Please give again, word for word, the lines that lie between the start of the listing below and the line with "border become tissue.", both included.
[ENTRIES SHOWN — start]
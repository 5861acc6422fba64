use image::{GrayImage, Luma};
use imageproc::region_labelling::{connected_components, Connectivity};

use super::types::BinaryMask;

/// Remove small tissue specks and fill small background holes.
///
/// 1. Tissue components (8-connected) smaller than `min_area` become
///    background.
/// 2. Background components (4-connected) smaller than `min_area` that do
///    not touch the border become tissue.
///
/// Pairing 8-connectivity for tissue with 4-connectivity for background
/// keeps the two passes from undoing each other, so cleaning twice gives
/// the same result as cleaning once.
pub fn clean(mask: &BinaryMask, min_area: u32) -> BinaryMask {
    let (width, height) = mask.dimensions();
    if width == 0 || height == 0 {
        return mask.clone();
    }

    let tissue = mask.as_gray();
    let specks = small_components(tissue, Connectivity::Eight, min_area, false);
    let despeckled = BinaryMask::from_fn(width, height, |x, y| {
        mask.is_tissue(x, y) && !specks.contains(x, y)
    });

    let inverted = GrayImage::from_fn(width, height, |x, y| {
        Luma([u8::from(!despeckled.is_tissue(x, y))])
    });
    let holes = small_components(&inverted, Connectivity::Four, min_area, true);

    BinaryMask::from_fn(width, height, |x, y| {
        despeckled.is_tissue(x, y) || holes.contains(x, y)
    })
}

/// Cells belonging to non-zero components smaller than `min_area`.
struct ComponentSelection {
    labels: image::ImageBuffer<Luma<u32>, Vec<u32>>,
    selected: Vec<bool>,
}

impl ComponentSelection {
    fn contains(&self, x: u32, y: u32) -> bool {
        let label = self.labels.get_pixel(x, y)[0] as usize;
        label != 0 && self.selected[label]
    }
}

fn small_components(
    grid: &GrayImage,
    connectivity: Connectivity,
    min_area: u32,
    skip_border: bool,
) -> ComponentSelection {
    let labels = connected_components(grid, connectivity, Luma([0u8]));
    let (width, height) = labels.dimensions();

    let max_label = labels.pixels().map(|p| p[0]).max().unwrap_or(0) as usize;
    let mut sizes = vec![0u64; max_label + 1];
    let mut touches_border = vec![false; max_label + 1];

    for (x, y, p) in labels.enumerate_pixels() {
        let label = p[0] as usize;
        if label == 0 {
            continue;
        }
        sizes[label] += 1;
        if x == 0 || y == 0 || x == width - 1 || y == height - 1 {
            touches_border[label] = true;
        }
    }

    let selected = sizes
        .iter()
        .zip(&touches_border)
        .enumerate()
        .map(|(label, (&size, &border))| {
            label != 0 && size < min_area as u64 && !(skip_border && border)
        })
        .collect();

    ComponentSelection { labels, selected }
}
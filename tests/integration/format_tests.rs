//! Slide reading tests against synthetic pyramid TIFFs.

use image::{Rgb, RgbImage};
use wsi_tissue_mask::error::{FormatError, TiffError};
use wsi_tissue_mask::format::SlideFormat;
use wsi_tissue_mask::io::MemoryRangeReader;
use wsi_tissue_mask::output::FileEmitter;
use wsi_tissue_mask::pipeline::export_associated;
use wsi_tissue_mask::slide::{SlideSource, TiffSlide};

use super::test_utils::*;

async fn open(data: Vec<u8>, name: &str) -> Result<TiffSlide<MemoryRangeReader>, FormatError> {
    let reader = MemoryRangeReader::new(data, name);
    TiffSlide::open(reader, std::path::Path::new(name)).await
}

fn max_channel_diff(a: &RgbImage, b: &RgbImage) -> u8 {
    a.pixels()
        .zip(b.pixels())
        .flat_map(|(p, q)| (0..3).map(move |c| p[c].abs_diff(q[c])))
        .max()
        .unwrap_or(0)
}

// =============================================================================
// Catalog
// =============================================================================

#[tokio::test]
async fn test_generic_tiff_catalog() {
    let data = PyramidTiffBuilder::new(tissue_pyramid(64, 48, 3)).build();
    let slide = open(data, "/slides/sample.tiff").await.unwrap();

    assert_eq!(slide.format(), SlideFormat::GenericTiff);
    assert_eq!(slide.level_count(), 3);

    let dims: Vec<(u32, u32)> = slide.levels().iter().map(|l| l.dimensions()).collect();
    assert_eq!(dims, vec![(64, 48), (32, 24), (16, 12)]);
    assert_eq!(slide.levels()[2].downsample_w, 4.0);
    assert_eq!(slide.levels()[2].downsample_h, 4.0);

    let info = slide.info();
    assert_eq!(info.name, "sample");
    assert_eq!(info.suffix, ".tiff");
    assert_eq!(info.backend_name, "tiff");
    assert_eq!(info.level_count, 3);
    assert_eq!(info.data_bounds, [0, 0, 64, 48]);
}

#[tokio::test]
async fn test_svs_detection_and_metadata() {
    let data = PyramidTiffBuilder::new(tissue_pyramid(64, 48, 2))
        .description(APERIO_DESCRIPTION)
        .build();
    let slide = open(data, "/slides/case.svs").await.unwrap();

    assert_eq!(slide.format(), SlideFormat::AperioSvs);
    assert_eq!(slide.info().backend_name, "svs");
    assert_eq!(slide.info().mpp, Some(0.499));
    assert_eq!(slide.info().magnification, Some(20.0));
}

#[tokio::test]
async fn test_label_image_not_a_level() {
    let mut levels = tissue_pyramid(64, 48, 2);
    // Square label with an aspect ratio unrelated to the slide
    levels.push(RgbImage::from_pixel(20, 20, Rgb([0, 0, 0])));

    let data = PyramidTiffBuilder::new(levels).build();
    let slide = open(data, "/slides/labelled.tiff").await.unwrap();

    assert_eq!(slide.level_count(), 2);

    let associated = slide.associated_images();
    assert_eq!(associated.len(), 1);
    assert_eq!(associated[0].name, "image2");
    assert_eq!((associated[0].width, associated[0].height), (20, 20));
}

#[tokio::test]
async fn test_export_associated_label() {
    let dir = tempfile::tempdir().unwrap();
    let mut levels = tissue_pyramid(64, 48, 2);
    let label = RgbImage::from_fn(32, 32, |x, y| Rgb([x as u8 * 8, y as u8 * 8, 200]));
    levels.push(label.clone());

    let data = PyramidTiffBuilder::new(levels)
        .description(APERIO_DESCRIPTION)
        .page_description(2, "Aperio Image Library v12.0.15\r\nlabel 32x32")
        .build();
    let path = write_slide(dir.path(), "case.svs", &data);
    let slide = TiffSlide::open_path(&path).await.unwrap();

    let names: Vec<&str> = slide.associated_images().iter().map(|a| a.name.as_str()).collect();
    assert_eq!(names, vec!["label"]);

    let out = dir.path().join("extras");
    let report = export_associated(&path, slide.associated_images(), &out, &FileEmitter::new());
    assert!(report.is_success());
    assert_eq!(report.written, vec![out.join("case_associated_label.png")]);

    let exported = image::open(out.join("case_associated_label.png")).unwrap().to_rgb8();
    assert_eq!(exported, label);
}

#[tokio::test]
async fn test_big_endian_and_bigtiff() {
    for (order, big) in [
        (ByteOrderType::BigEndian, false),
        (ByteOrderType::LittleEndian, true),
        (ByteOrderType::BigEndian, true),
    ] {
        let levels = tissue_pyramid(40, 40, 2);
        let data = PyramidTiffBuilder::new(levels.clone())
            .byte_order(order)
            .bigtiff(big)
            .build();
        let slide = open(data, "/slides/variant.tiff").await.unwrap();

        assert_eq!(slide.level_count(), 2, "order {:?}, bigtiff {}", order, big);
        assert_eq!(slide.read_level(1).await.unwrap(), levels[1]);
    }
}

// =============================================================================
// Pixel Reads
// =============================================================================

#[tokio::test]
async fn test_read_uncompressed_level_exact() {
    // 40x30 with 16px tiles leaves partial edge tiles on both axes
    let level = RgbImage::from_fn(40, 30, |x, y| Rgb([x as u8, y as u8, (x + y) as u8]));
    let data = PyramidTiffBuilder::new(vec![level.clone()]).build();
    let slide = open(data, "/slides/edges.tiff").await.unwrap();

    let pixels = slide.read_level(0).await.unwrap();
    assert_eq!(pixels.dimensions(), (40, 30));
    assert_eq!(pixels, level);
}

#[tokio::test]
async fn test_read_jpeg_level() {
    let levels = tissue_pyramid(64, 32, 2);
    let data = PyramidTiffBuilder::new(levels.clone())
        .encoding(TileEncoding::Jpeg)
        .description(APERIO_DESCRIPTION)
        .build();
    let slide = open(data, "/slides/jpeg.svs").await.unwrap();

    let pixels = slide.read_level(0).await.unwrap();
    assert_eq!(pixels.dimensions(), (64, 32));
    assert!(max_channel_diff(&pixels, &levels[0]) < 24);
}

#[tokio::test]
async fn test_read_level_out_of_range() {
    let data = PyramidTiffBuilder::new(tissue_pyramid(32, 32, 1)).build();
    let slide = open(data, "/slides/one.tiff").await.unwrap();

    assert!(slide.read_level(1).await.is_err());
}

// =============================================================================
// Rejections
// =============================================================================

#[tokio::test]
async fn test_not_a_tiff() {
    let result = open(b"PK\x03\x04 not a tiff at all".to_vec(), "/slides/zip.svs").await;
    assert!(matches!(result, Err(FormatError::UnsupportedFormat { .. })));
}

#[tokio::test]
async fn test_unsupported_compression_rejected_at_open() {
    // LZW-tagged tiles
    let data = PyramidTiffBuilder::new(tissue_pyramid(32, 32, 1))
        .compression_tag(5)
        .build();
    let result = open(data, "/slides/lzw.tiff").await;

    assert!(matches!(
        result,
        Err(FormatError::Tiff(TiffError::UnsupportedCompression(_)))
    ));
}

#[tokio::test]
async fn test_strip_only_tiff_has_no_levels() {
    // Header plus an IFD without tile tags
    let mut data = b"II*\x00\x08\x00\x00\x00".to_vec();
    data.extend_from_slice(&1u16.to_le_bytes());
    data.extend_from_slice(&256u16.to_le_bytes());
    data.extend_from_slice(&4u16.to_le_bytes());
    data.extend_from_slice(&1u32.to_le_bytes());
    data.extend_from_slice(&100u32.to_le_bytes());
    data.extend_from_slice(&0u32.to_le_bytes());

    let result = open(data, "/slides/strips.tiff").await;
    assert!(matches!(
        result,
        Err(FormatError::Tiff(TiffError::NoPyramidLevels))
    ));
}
[ENTRIES SHOWN — finish]
EXERCISE SOLUTION:
repository 5861acc6422fba64
use image::{GrayImage, Luma};
use imageproc::region_labelling::{connected_components, Connectivity};

use super::types::BinaryMask;

/// Remove small tissue specks and fill small background holes.
///
/// 1. Tissue components (8-connected) smaller than `min_area` become
///    background.
/// 2. Background components (4-connected) smaller than `min_area` that do
///    not touch the border become tissue.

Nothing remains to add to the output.